__Problem to solve__:
Return the full set of entries exactly. Omit none.

[Saved data entries]
== == ==

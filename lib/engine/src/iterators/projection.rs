use crate::iterators::{
    BoxedPlan, ExecutionContext, IteratorError, PreemptableIterator, QueryStep,
};
use crate::saved::SavedPlanNode;

/// Narrows every solution to the projected variables.
pub struct ProjectionIterator {
    inner: BoxedPlan,
    variables: Vec<String>,
}

impl ProjectionIterator {
    pub fn new(inner: BoxedPlan, variables: Vec<String>) -> Self {
        Self { inner, variables }
    }
}

impl PreemptableIterator for ProjectionIterator {
    fn next(&mut self, ctx: &ExecutionContext) -> Result<QueryStep, IteratorError> {
        match self.inner.next(ctx)? {
            QueryStep::Binding(mapping) => {
                Ok(QueryStep::Binding(mapping.project(&self.variables)))
            }
            step => Ok(step),
        }
    }

    fn save(&self) -> SavedPlanNode {
        SavedPlanNode::Projection {
            inner: Box::new(self.inner.save()),
            variables: self.variables.clone(),
        }
    }

    fn variables(&self) -> Vec<String> {
        self.variables.clone()
    }
}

== == ==

__Written reply__:
filename lib/engine/src/iterators/projection.rs
use crate::iterators::{
    BoxedPlan, ExecutionContext, IteratorError, PreemptableIterator, QueryStep,
};
use crate::saved::SavedPlanNode;

/// Narrows every solution to the projected variables.
pub struct ProjectionIterator {
    inner: BoxedPlan,
    variables: Vec<String>,
}

impl ProjectionIterator {
    pub fn new(inner: BoxedPlan, variables: Vec<String>) -> Self {
        Self { inner, variables }
    }
}

impl PreemptableIterator for ProjectionIterator {
    fn next(&mut self, ctx: &ExecutionContext) -> Result<QueryStep, IteratorError> {
        match self.inner.next(ctx)? {
            QueryStep::Binding(mapping) => {
                Ok(QueryStep::Binding(mapping.project(&self.variables)))
            }
            step => Ok(step),
        }
    }

    fn save(&self) -> SavedPlanNode {
        SavedPlanNode::Projection {
            inner: Box::new(self.inner.save()),
            variables: self.variables.clone(),
        }
    }

    fn variables(&self) -> Vec<String> {
        self.variables.clone()
    }
}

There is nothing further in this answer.